Pinpointing crucial steps: Attribution-based Credit Assignment for Verifiable Reinforcement Learning
This addresses the challenge of balancing exploration and exploitation in RLVR for LLMs, leading to enhanced complex reasoning, though it appears incremental as it builds on existing RLVR methods.
The paper tackles the problem of inaccurate credit assignment and premature entropy collapse in Reinforcement Learning with Verifiable Rewards (RLVR) for LLMs, introducing ACPO, which improves exploration and exploitation to achieve significant performance gains over state-of-the-art methods on benchmarks like AIME, MATH, and AMC.
While Reinforcement Learning with Verifiable Rewards (RLVR) enhances complex reasoning in LLMs, current methods struggle to balance exploration and exploitation. This leads to critical issues like inaccurate credit assignment for intermediate steps and premature entropy collapse, limiting model performance. To address this, we introduce Attribution-based Contribution to Policy Optimization (ACPO), a phased framework that incorporates a difficulty-aware curriculum.
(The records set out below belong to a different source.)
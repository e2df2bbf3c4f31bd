use axum::{
    extract::{Path, State},
    http::StatusCode,
};
use sqlx::PgPool;

use crate::db::models::user::{TutorProfile, UserInfo};
use crate::utils::api_response::ApiResponse;
use crate::utils::error::{ServiceError, ServiceResult};

const USER_INFO_COLUMNS: &str = "id, username, role";

const TUTOR_PROFILE_COLUMNS: &str = "tp.user_id, u.username, tp.headline, tp.price_per_hour, \
    tp.rating_avg";

/// Directory lookup: user by id.
pub async fn find_user(pool: &PgPool, user_id: i32) -> ServiceResult<UserInfo> {
    let query = format!("SELECT {USER_INFO_COLUMNS} FROM users WHERE id = $1");
    sqlx::query_as::<_, UserInfo>(&query)
        .bind(user_id)
        .fetch_optional(pool)
        .await?
        .ok_or_else(|| ServiceError::NotFound(format!("User {user_id} not found")))
}

/// Directory lookup: tutor profile by user id. Fails if the user is not a
/// tutor or has no profile row.
pub async fn find_tutor(pool: &PgPool, tutor_id: i32) -> ServiceResult<TutorProfile> {
    let query = format!(
        "SELECT {TUTOR_PROFILE_COLUMNS}
         FROM tutor_profiles tp
         JOIN users u ON u.id = tp.user_id
         WHERE tp.user_id = $1 AND u.role = 'tutor'"
    );
    sqlx::query_as::<_, TutorProfile>(&query)
        .bind(tutor_id)
        .fetch_optional(pool)
        .await?
        .ok_or_else(|| ServiceError::NotFound(format!("Tutor {tutor_id} not found")))
}

/// Convenience username lookup for notification texts.
pub async fn get_username(pool: &PgPool, user_id: i32) -> ServiceResult<String> {
    sqlx::query_scalar::<_, String>("SELECT username FROM users WHERE id = $1")
        .bind(user_id)
        .fetch_optional(pool)
        .await?
        .ok_or_else(|| ServiceError::NotFound(format!("User {user_id} not found")))
}

/// Republish a tutor's aggregate rating as the mean over all their reviews.
pub async fn refresh_tutor_rating(
    tx: &mut sqlx::Transaction<'_, sqlx::Postgres>,
    tutor_id: i32,
) -> ServiceResult<()> {
    sqlx::query(
        "UPDATE tutor_profiles
         SET rating_avg = (SELECT AVG(rating) FROM reviews WHERE tutor_id = $1)
         WHERE user_id = $1",
    )
    .bind(tutor_id)
    .execute(&mut **tx)
    .await?;
    Ok(())
}

#[utoipa::path(
    get,
    path = "/users/{id}",
    params(
        ("id" = i32, Path, description = "User ID")
    ),
    responses(
        (status = 200, description = "Retrieve a single user", body = UserInfo),
        (status = 404, description = "User not found")
    ),
    tag = "Users",
    security(
        ("bearerAuth" = [])
    )
)]
pub async fn get_user(
    State(pool): State<PgPool>,
    Path(id): Path<i32>,
) -> Result<ApiResponse<UserInfo>, ApiResponse<()>> {
    let user = find_user(&pool, id).await?;
    Ok(ApiResponse::success(
        StatusCode::OK,
        "User retrieved successfully",
        user,
    ))
}

#[utoipa::path(
    get,
    path = "/tutors/{id}",
    params(
        ("id" = i32, Path, description = "Tutor user ID")
    ),
    responses(
        (status = 200, description = "Retrieve a tutor profile", body = TutorProfile),
        (status = 404, description = "Tutor not found")
    ),
    tag = "Users",
    security(
        ("bearerAuth" = [])
    )
)]
pub async fn get_tutor(
    State(pool): State<PgPool>,
    Path(id): Path<i32>,
) -> Result<ApiResponse<TutorProfile>, ApiResponse<()>> {
    let tutor = find_tutor(&pool, id).await?;
    Ok(ApiResponse::success(
        StatusCode::OK,
        "Tutor retrieved successfully",
        tutor,
    ))
}

use utoipa::OpenApi;
#[derive(OpenApi)]
#[openapi(
    paths(get_user, get_tutor),
    components(schemas(UserInfo, TutorProfile)),
    tags(
        (name = "Users", description = "User and tutor directory lookups")
    )
)]
pub struct UserDoc;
ACPO improves exploration by using trajectory semantic segmentation and an attribution-based representation to dynamically regulate policy entropy, thus mitigating its collapse. Concurrently, it enhances exploitation with a factorized reward system that precisely quantifies the hierarchical contribution of each reasoning step, ensuring accurate credit assignment. Extensive experiments on challenging benchmarks, including AIME, MATH, and AMC, demonstrate that ACPO significantly outperforms existing state-of-the-art approaches.